PROBLEM REQUIREMENTS: Tell how many lines of the material below hold "LineageNode". The reply is that number alone.
====== SUPPLIED MATERIAL
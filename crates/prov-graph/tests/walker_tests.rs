use prov_entity::{
    Artifact, ArtifactId, ArtifactKind, EntityRef, EntityStore, Group, GroupKind, ProcessKind,
    ProcessRecord,
};
use prov_graph::{LineageNode, ProvenanceWalker};
use prov_test_utils::{build_sample_pipeline, process_at};
use proptest::prelude::*;

fn tube(store: &EntityStore, home: prov_entity::GroupId, name: &str) -> ArtifactId {
    store
        .insert_artifact(Artifact::new(ArtifactKind::Tube, name).in_group(home))
        .unwrap()
}

#[test]
fn ancestry_reads_earliest_first() {
    let store = EntityStore::new();
    let fx = build_sample_pipeline(&store);
    let walker = ProvenanceWalker::new(&store);

    let history = walker.ancestry(EntityRef::Artifact(fx.consensus));
    let kinds: Vec<ProcessKind> = history.iter().map(|p| p.kind).collect();
    assert_eq!(
        kinds,
        vec![
            ProcessKind::Sampling,
            ProcessKind::Pooling,
            ProcessKind::Sequencing,
            ProcessKind::PipelineRun,
        ]
    );
}

#[test]
fn ancestry_of_group_includes_publication() {
    let store = EntityStore::new();
    let fx = build_sample_pipeline(&store);
    let walker = ProvenanceWalker::new(&store);

    let history = walker.ancestry(EntityRef::Group(fx.pag));
    assert_eq!(history.len(), 5);
    assert_eq!(history.first().unwrap().kind, ProcessKind::Sampling);
    assert_eq!(history.last().unwrap().kind, ProcessKind::Publication);
}

#[test]
fn ancestry_terminates_on_cycle() {
    let store = EntityStore::new();
    let home = store.insert_group(Group::new(GroupKind::Rack, "R")).unwrap();
    let a = tube(&store, home, "A");
    let b = tube(&store, home, "B");
    let p1 = store.insert_process(process_at(ProcessKind::Pooling, 0, "t")).unwrap();
    let p2 = store.insert_process(process_at(ProcessKind::Pooling, 1, "t")).unwrap();
    store.insert_record(ProcessRecord::new(p1).with_input(a).with_output(b)).unwrap();
    store.insert_record(ProcessRecord::new(p2).with_input(b).with_output(a)).unwrap();

    let walker = ProvenanceWalker::new(&store);
    let history = walker.ancestry(EntityRef::Artifact(a));
    assert_eq!(history.len(), 2);
}

#[test]
fn descendants_nest_along_the_pipeline() {
    let store = EntityStore::new();
    let fx = build_sample_pipeline(&store);
    let walker = ProvenanceWalker::new(&store);

    let tree = walker.descendants(EntityRef::Artifact(fx.biosample));
    assert_eq!(tree.len(), 1);
    let total: usize = tree.iter().map(LineageNode::record_count).sum();
    // pooling, sequencing, pipeline, publication
    assert_eq!(total, 4);

    let pooling = &tree[0];
    assert_eq!(pooling.record.process, fx.pooling);
    assert_eq!(pooling.children.len(), 1);
    assert_eq!(pooling.children[0].record.process, fx.sequencing);
}

#[test]
fn bridge_blocks_branch_not_reached_through_it() {
    let store = EntityStore::new();
    let home = store.insert_group(Group::new(GroupKind::Rack, "R")).unwrap();
    let seed = tube(&store, home, "seed");
    let cousin = tube(&store, home, "cousin");
    let shared = tube(&store, home, "shared-checkpoint");

    let p = store.insert_process(process_at(ProcessKind::Pooling, 0, "t")).unwrap();
    store
        .insert_record(ProcessRecord::new(p).with_input(seed).with_output(cousin).bridged_by(shared))
        .unwrap();

    // The traversal never encountered the bridge, so the branch is pruned.
    let walker = ProvenanceWalker::new(&store);
    assert!(walker.descendants(EntityRef::Artifact(seed)).is_empty());
}

#[test]
fn bridge_opens_after_being_crossed() {
    let store = EntityStore::new();
    let home = store.insert_group(Group::new(GroupKind::Rack, "R")).unwrap();
    let seed = tube(&store, home, "seed");
    let shared = tube(&store, home, "shared-checkpoint");
    let downstream = tube(&store, home, "downstream");

    let p1 = store.insert_process(process_at(ProcessKind::Pooling, 0, "t")).unwrap();
    let p2 = store.insert_process(process_at(ProcessKind::Pooling, 1, "t")).unwrap();
    store.insert_record(ProcessRecord::new(p1).with_input(seed).with_output(shared)).unwrap();
    store
        .insert_record(
            ProcessRecord::new(p2).with_input(shared).with_output(downstream).bridged_by(shared),
        )
        .unwrap();

    let walker = ProvenanceWalker::new(&store);
    let tree = walker.descendants(EntityRef::Artifact(seed));
    let total: usize = tree.iter().map(LineageNode::record_count).sum();
    assert_eq!(total, 2);
}

#[test]
fn seed_entity_counts_as_crossed() {
    let store = EntityStore::new();
    let home = store.insert_group(Group::new(GroupKind::Rack, "R")).unwrap();
    let shared = tube(&store, home, "shared-checkpoint");
    let downstream = tube(&store, home, "downstream");

    let p = store.insert_process(process_at(ProcessKind::Pooling, 0, "t")).unwrap();
    store
        .insert_record(
            ProcessRecord::new(p).with_input(shared).with_output(downstream).bridged_by(shared),
        )
        .unwrap();

    let walker = ProvenanceWalker::new(&store);
    assert_eq!(walker.descendants(EntityRef::Artifact(shared)).len(), 1);
}

#[test]
fn reaching_a_group_descends_into_its_members() {
    let store = EntityStore::new();
    let home = store.insert_group(Group::new(GroupKind::Rack, "R")).unwrap();
    let bundle = store
        .insert_group(Group::new(GroupKind::PublishedArtifactGroup, "PAG"))
        .unwrap();
    let seed = tube(&store, home, "seed");
    let member = store
        .insert_artifact(Artifact::new(ArtifactKind::DigitalFile, "m.fa").in_group(bundle))
        .unwrap();
    let derived = tube(&store, home, "derived");

    let publish = store.insert_process(process_at(ProcessKind::Publication, 0, "t")).unwrap();
    let follow = store.insert_process(process_at(ProcessKind::PipelineRun, 1, "t")).unwrap();
    store.insert_record(ProcessRecord::new(publish).with_input(seed).with_output(bundle)).unwrap();
    store.insert_record(ProcessRecord::new(follow).with_input(member).with_output(derived)).unwrap();

    let walker = ProvenanceWalker::new(&store);
    let tree = walker.descendants(EntityRef::Artifact(seed));
    assert_eq!(tree.len(), 1);
    // The member's own consuming record is merged into the same subtree.
    assert_eq!(tree[0].children.len(), 1);
    assert_eq!(tree[0].children[0].record.process, follow);
}

#[test]
fn collect_group_artifacts_spans_tags_members_and_children() {
    let store = EntityStore::new();
    let fx = build_sample_pipeline(&store);
    let child = store
        .insert_group(Group::new(GroupKind::Directory, "reads").child_of(fx.pag))
        .unwrap();
    let nested = store
        .insert_artifact(Artifact::new(ArtifactKind::DigitalFile, "reads.bam").in_group(child))
        .unwrap();

    let walker = ProvenanceWalker::new(&store);
    let collected = walker.collect_group_artifacts(fx.pag);
    assert!(collected.contains(&fx.consensus));
    assert!(collected.contains(&nested));
}

proptest! {
    // Termination on arbitrary graphs, cycles and bridges included: every
    // record is visited at most once per traversal.
    #[test]
    fn prop_traversals_terminate(
        n in 2..10usize,
        edges in proptest::collection::vec(
            (0..10usize, 0..10usize, proptest::option::of(0..10usize)),
            0..40
        )
    ) {
        let store = EntityStore::new();
        let home = store.insert_group(Group::new(GroupKind::Rack, "R")).unwrap();
        let ids: Vec<ArtifactId> = (0..n)
            .map(|i| tube(&store, home, &format!("T{i}")))
            .collect();

        for (offset, (from, to, bridge)) in edges.into_iter().enumerate() {
            if from < n && to < n {
                let process = store
                    .insert_process(process_at(ProcessKind::Pooling, offset as i64, "t"))
                    .unwrap();
                let mut record = ProcessRecord::new(process)
                    .with_input(ids[from])
                    .with_output(ids[to]);
                if let Some(b) = bridge {
                    if b < n {
                        record = record.bridged_by(ids[b]);
                    }
                }
                store.insert_record(record).unwrap();
            }
        }

        let walker = ProvenanceWalker::new(&store);
        for id in &ids {
            let history = walker.ancestry(EntityRef::Artifact(*id));
            prop_assert!(history.len() <= store.record_count());

            let tree = walker.descendants(EntityRef::Artifact(*id));
            let visited: usize = tree.iter().map(LineageNode::record_count).sum();
            prop_assert!(visited <= store.record_count());
        }
    }
}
============
RESPONSE BOX: 4